Europe: ces pays qui applaudissent (ou regrettent) le retour de Trump
La victoire de Donald Trump lors de la présidentielle a été chaleureusement saluée par certains dirigeants européens, et en a inquiété d’autres. Deux réactions a priori opposées, mais l’Europe pourrait être moins divisée qu’il n’y paraît quant au ton à tenir face au républicain.
Viktor Orban a le sourire. Mercredi matin, avant même que la victoire de Donald Trump ne soit confirmée, le Premier ministre hongrois célébrait déjà le succès de son allié dans une publication sur Facebook: «C’est déjà dans le sac», écrivait-il. Avant les élections, Orban était le seul dirigeant en Europe à exprimer ouvertement son soutien au candidat républicain.
Mais il n’est pas le seul Européen à se réjouir. Avant de prendre la tête de l’Italie, Giorgia Meloni participait régulièrement aux événements en faveur de Trump. Depuis qu’elle est devenue Première ministre, elle a rencontré à plusieurs reprises l’un des plus ardents soutiens du président élu: Elon Musk, que ce soit à Rome ou à New York. Ces rencontres ont été l’occasion pour eux de synchroniser leurs positions sur la «défense des valeurs occidentales».
Les populistes se frottent les mains avec Trump
Giorgia Meloni représente désormais une interlocutrice privilégiée de Trump en Europe, d’autant que le républicain retrouve une Europe comptant un peu moins de dirigeants populistes. Si Robert Fico est toujours au pouvoir en Slovaquie, Andrej Babiš n’est plus à la tête de la Tchéquie, pas plus que Janez Janša en Slovénie ou Mateusz Morawiecki en Pologne.
Tant qu’ils ne reviennent pas au pouvoir, Rome et Budapest demeurent les principaux points d’ancrage des républicains américains en Europe, à moins que de nouvelles figures n’émergent. De nombreux partis d’extrême droite, tels que Vox en Espagne, les Démocrates de Suède, le PVV aux Pays-Bas, et le FPÖ en Autriche, ont applaudi la victoire de Trump à travers l’Europe.

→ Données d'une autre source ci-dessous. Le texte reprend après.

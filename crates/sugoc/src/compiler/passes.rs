//! The passes shipped with the compiler

mod string_coercion;

pub use string_coercion::StringCoercion;
#[cfg(test)]
mod tests {
    use crate::parser::tests_support::{parse_errors, parse_ok};
    use sugo_ast::decl::Decl;
    use sugo_ast::expr::Expr;
    use test_log::test;

    fn first_type(src: &str) -> Expr {
        let file = parse_ok(&format!("package p\ntype T {src}\n"));
        match file.decls.into_iter().next() {
            Some(Decl::Type(decl)) => decl.ty,
            other => panic!("expected a type declaration, got {other:?}"),
        }
    }

    #[test]
    fn test_struct_tags_are_padded() {
        let Expr::StructType(st) = first_type("struct {\n\ta int\n\tb string `json:\"b\"`\n\tc bool\n}")
        else {
            panic!("expected a struct type");
        };
        assert_eq!(st.fields.len(), 3);
        assert_eq!(st.tags.len(), 3);
        assert!(st.tags[0].is_none());
        assert!(st.tags[1].is_some());
        assert!(st.tags[2].is_none());

        let Expr::StructType(st) = first_type("struct { a, b int }") else {
            panic!("expected a struct type");
        };
        assert_eq!(st.fields.len(), 2);
        assert!(st.tags.is_empty());
    }

    #[test]
    fn test_embedded_fields() {
        let Expr::StructType(st) =
            first_type("struct {\n\tio.Reader\n\t*Buffer\n\tList[int]\n\tarr [4]int\n}")
        else {
            panic!("expected a struct type");
        };
        let names: Vec<_> = st
            .fields
            .iter()
            .map(|f| f.name.as_ref().map(|n| n.value().to_string()))
            .collect();
        assert_eq!(names, [None, None, None, Some("arr".to_string())]);
        assert_eq!(st.fields[2].ty.to_string(), "List[int]");
    }

    #[test]
    fn test_interface_elements() {
        let Expr::InterfaceType(it) =
            first_type("interface {\n\tRead(p []byte) (int, error)\n\t~int | ~string\n\tfmt.Stringer\n}")
        else {
            panic!("expected an interface type");
        };
        assert_eq!(it.methods.len(), 3);
        assert!(it.methods[0].name.is_some());
        assert_eq!(it.methods[1].ty.to_string(), "~int | ~string");
        assert_eq!(it.methods[2].ty.to_string(), "fmt.Stringer");
    }

    #[test]
    fn test_parameter_type_distribution() {
        let file = parse_ok("package p\nfunc f(a, b int, c string) {}\nfunc g(int, string) {}\n");
        let funcs: Vec<_> = file.funcs().collect();
        let params: Vec<_> = funcs[0]
            .ty
            .params
            .iter()
            .map(|f| (f.name.as_ref().map(|n| n.value()), f.ty.to_string()))
            .collect();
        assert_eq!(
            params,
            [
                (Some("a"), "int".to_string()),
                (Some("b"), "int".to_string()),
                (Some("c"), "string".to_string())
            ]
        );
        assert!(funcs[1].ty.params.iter().all(|f| f.name.is_none()));
    }

    #[test]
    fn test_mixed_parameters() {
        assert_eq!(
            parse_errors("package p\nfunc f(a int, string) {}\n"),
            ["test.sugo:2:15: syntax error: mixed named and unnamed parameters"]
        );
    }

    #[test]
    fn test_missing_type_constraint() {
        assert_eq!(
            parse_errors("package p\nfunc f[T any, U]() {}\n"),
            ["test.sugo:2:16: syntax error: missing type constraint"]
        );
    }

    #[test]
    fn test_variadic() {
        let file = parse_ok("package p\nfunc f(format string, args ...any) {}\n");
        let f = file.funcs().next().expect("no function");
        assert_eq!(f.ty.params[1].ty.to_string(), "...any");
    }
}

Ces formations peuvent-elles tirer parti de cette vague conservatrice venue d’Amérique? «Je ne pense pas que les Etats-Unis aient une influence si décisive», tranche Tanguy De Wilde d’Estmael, spécialiste en géopolitique à l’UCLouvain. Mais pour son collègue Michel Liégeois, professeur de relations internationales, le retour de Trump «ouvre le champ des possibles» en «normalisant» les succès de l’extrême droite. «Le cordon sanitaire perd de sa légitimité, ce qui dédiabolise ces partis et pourrait libérer les votes en leur faveur.»

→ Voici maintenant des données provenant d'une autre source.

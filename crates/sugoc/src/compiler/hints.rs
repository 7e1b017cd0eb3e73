//! Shallow type hints for simple names.
//!
//! A name is hinted when it is assigned a literal, as in `n := 3` or `a, s = 1, "x"`. Only
//! statements inside function bodies are looked at. There is no notion of scope or control
//! flow: the last assignment in source order wins, even if it is in another function, a
//! branch that never runs, or shadows an outer variable. Passes must treat hints as a guess.

use indexmap::IndexMap;
use std::convert::Infallible;
use sugo_ast::decl::Decl;
use sugo_ast::expr::Expr;
use sugo_ast::stmt::{AssignOp, Stmt};
use sugo_ast::visitor::{visit_stmt, Visitor};
use sugo_ast::File;
use sugo_tokens::token::LitKind;
use tracing::trace;

/// The guessed type of a name
#[derive(Debug, Copy, Clone, PartialEq, Eq, Hash)]
pub enum Hint {
    Int,
    String,
}

/// Hints for the names of a single file
#[derive(Debug, Default, Clone, PartialEq, Eq)]
pub struct Hints {
    hints: IndexMap<String, Hint>,
}

impl Hints {
    /// Collects the hints of every function body of `file`
    pub fn collect(file: &File) -> Self {
        let mut collector = Collector::default();
        for decl in &file.decls {
            if let Decl::Func(func) = decl {
                if let Some(body) = &func.body {
                    infallible(collector.visit_block_stmt(body));
                }
            }
        }
        collector.hints
    }

    pub fn get(&self, name: &str) -> Option<Hint> {
        self.hints.get(name).copied()
    }

    /// Whether `name` is guessed to be an integer
    pub fn is_int(&self, name: &str) -> bool {
        self.get(name) == Some(Hint::Int)
    }

    pub fn len(&self) -> usize {
        self.hints.len()
    }

    pub fn is_empty(&self) -> bool {
        self.hints.is_empty()
    }

    /// The hinted names in the order they were first assigned
    pub fn iter(&self) -> impl Iterator<Item = (&str, Hint)> {
        self.hints.iter().map(|(name, hint)| (name.as_str(), *hint))
    }

    fn record(&mut self, name: &str, kind: LitKind) {
        let hint = match kind {
            LitKind::Int => Hint::Int,
            LitKind::String => Hint::String,
            _ => {
                // the latest assignment is not something we can hint
                self.hints.shift_remove(name);
                return;
            }
        };
        trace!("hinting {name} as {hint:?}");
        self.hints.insert(name.to_string(), hint);
    }
}

fn infallible(result: Result<(), Infallible>) {
    match result {
        Ok(()) => {}
        Err(never) => match never {},
    }
}

#[derive(Default)]
struct Collector {
    hints: Hints,
}

impl Visitor for Collector {
    type Err = Infallible;

    fn visit_stmt(&mut self, stmt: &Stmt) -> Result<(), Self::Err> {
        if let Stmt::Assign(assign) = stmt {
            if let (AssignOp::Assign | AssignOp::Define, Some(rhs)) = (assign.op, &assign.rhs) {
                let lhs = assign.lhs.unpack_list();
                let rhs = rhs.unpack_list();
                let literals = rhs
                    .iter()
                    .map(Expr::as_basic_lit)
                    .collect::<Option<Vec<_>>>();
                if let Some(literals) = literals.filter(|lits| lits.len() == lhs.len()) {
                    for (name, lit) in lhs.iter().zip(literals) {
                        match name.as_name() {
                            Some(name) if !name.is_blank() => {
                                self.hints.record(name.value(), lit.kind)
                            }
                            _ => {}
                        }
                    }
                }
            }
        }
        visit_stmt(self, stmt)
    }
}

#[cfg(test)]
mod tests {
    use super::*;
    use sugo_ast_parsing::parse_source;
    use sugo_ast_parsing::parser::error::SyntaxError;
    use sugo_ast_parsing::parser::Mode;
    use test_log::test;

    fn hints(src: &str) -> Hints {
        let mut errors: Vec<SyntaxError> = vec![];
        let file = parse_source("hints.sugo", src.as_bytes(), &mut errors, Mode::default())
            .expect("no errors");
        Hints::collect(&file)
    }

    #[test]
    fn test_literal_assignments() {
        let hints = hints("n := 1\ns := \"x\"\na, b = 2, `y`\nf := 1.5\n");
        assert_eq!(hints.get("n"), Some(Hint::Int));
        assert_eq!(hints.get("s"), Some(Hint::String));
        assert_eq!(hints.get("a"), Some(Hint::Int));
        assert_eq!(hints.get("b"), Some(Hint::String));
        assert_eq!(hints.get("f"), None);
        assert_eq!(hints.len(), 4);
    }

    #[test]
    fn test_only_literal_lists_of_equal_length() {
        let hints = hints("a, b := 1, f()\nc := d\n_ = 3\n");
        assert!(hints.is_empty());
    }

    #[test]
    fn test_last_assignment_wins() {
        let shadowed = hints("n := 1\nif true {\n\tn := \"shadow\"\n\t_ = n\n}\n");
        assert_eq!(shadowed.get("n"), Some(Hint::String));

        let reassigned = hints("n := \"a\"\nn = 2\nn = 2.5\n");
        assert_eq!(reassigned.get("n"), None);
    }

    #[test]
    fn test_package_level_variables_are_ignored() {
        let hints = hints("package main\nvar n = 1\nfunc main() {\n\tm := 2\n\t_ = m\n}\n");
        assert!(!hints.is_int("n"));
        assert!(hints.is_int("m"));
    }

    #[test]
    fn test_nested_function_literals() {
        let hints = hints("package main\nfunc main() {\n\tf := func() {\n\t\tk := 1\n\t\t_ = k\n\t}\n\tf()\n}\n");
        assert!(hints.is_int("k"));
    }
}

L’économie: un enjeu qui dépasse les clivages politiques
En France, bien que de nombreux partisans du Rassemblement national se soient réjouis de la victoire de Trump, Marine Le Pen et Jordan Bardella ont adopté un ton très diplomatique en lui adressant simplement leurs «vœux de succès». La première insiste même sur la nécessité pour que «l’Europe se réveille», «à partir du moment où les Etats-Unis vont manifestement défendre de manière plus vigoureuse encore leurs propres intérêts».
Car Donald Trump a prévenu: il compte imposer des droits de douane généralisés sur tous les produits venus de l’étranger. Une mesure qui pourrait sérieusement affecter l’Union européenne (UE), principal fournisseur du marché américain avec un quart des importations. Si les produits agroalimentaires sont ciblés, «la France figurerait parmi les premiers Etats touchés», observe Thierry Braspenning-Balzacq, professeur de science politique à l’UNamur et à Sciences Po Paris. L’Allemagne, premier exportateur européen vers les USA, notamment dans le secteur automobile, serait également en difficulté.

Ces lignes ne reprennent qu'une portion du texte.